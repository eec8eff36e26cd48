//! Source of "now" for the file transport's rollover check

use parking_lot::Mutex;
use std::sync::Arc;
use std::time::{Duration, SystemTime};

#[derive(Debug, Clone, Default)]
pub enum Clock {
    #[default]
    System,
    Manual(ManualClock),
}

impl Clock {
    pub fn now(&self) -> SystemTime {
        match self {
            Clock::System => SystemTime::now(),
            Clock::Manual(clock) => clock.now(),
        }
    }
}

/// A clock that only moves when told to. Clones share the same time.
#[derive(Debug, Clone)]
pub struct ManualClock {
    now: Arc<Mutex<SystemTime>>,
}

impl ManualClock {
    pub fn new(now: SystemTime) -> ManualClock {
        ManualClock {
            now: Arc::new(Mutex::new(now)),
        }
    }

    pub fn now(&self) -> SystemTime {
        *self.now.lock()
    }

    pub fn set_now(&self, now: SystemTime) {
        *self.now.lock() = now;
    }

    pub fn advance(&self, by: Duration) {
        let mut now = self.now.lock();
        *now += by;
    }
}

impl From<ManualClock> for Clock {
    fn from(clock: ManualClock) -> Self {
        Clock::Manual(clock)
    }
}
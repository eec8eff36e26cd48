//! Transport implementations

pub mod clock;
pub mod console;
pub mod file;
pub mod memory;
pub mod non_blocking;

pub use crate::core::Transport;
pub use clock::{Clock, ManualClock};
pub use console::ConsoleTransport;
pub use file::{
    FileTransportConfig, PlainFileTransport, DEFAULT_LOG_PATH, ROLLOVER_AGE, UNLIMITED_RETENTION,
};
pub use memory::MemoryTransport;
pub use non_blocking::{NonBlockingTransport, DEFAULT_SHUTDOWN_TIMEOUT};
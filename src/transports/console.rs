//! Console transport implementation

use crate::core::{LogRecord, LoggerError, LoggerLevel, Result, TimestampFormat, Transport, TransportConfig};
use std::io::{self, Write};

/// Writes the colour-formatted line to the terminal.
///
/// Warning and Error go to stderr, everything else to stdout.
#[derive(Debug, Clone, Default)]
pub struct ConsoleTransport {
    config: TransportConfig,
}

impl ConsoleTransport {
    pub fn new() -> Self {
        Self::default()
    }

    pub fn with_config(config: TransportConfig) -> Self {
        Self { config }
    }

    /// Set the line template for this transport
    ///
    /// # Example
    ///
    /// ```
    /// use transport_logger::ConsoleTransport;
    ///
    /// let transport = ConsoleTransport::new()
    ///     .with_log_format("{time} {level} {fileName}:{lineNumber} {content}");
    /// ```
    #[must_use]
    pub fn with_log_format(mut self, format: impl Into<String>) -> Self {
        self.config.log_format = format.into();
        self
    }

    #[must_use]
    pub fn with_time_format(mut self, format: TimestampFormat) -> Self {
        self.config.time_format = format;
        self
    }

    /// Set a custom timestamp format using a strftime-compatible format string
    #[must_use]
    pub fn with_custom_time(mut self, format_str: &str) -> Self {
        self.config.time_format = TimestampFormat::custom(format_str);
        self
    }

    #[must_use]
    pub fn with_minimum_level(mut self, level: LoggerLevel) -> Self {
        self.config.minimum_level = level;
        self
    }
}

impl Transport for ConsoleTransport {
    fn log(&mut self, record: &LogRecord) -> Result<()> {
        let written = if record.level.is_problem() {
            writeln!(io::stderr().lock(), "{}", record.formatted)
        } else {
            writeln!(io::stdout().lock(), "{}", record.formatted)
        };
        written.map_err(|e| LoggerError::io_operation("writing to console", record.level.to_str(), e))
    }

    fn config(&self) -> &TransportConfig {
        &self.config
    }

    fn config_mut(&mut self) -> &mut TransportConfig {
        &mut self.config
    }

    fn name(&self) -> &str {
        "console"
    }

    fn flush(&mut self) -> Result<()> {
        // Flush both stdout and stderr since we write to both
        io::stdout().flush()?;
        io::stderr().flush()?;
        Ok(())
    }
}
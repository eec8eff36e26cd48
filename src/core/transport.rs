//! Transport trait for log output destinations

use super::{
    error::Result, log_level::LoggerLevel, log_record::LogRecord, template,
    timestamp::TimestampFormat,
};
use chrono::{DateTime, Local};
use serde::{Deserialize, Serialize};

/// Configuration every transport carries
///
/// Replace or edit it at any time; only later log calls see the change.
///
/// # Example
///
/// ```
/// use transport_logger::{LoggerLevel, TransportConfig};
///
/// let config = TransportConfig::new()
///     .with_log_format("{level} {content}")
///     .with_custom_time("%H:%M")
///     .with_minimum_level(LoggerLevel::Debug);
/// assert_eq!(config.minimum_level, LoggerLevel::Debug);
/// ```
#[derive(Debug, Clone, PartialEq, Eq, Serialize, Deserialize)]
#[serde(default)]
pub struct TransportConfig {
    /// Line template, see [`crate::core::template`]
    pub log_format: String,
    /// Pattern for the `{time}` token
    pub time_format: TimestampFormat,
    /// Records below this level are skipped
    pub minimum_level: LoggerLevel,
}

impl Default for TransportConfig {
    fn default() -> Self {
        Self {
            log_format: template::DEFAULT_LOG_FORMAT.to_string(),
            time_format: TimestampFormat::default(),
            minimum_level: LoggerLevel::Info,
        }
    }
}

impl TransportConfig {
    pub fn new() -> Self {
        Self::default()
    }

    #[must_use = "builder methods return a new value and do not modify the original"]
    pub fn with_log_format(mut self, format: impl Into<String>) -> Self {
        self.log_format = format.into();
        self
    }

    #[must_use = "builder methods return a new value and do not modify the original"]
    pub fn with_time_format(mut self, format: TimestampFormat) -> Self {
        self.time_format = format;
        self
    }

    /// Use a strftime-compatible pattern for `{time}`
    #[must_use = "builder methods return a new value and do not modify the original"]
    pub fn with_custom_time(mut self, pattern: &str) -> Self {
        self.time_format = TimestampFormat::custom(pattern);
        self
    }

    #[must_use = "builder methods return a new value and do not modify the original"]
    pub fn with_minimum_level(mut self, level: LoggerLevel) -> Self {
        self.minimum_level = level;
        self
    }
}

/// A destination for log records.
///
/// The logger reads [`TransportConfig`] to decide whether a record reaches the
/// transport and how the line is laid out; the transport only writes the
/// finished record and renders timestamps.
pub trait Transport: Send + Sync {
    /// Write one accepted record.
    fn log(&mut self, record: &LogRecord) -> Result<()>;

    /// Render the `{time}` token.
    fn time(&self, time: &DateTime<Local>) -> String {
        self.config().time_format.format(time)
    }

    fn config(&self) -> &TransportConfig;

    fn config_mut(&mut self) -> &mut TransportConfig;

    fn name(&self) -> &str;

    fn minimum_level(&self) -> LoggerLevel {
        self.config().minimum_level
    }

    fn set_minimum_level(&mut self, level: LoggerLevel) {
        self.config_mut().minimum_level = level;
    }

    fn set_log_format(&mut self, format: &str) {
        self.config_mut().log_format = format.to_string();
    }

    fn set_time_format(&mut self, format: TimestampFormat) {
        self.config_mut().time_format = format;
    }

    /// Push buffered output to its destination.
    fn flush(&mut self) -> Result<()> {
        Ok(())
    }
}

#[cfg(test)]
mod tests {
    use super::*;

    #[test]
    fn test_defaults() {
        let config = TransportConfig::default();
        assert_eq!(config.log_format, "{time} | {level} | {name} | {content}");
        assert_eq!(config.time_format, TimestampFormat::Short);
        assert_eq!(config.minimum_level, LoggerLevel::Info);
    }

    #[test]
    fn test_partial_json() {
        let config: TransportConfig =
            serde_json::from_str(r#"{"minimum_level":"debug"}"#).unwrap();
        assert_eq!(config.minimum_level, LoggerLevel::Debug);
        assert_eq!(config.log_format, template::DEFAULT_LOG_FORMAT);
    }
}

■ EXERCISE DIRECTIONS
From the material above, please return each line containing "Deserialize".

■ RESPONSE TO THIS TASK
use serde::{Deserialize, Serialize};
#[derive(Debug, Clone, PartialEq, Eq, Serialize, Deserialize)]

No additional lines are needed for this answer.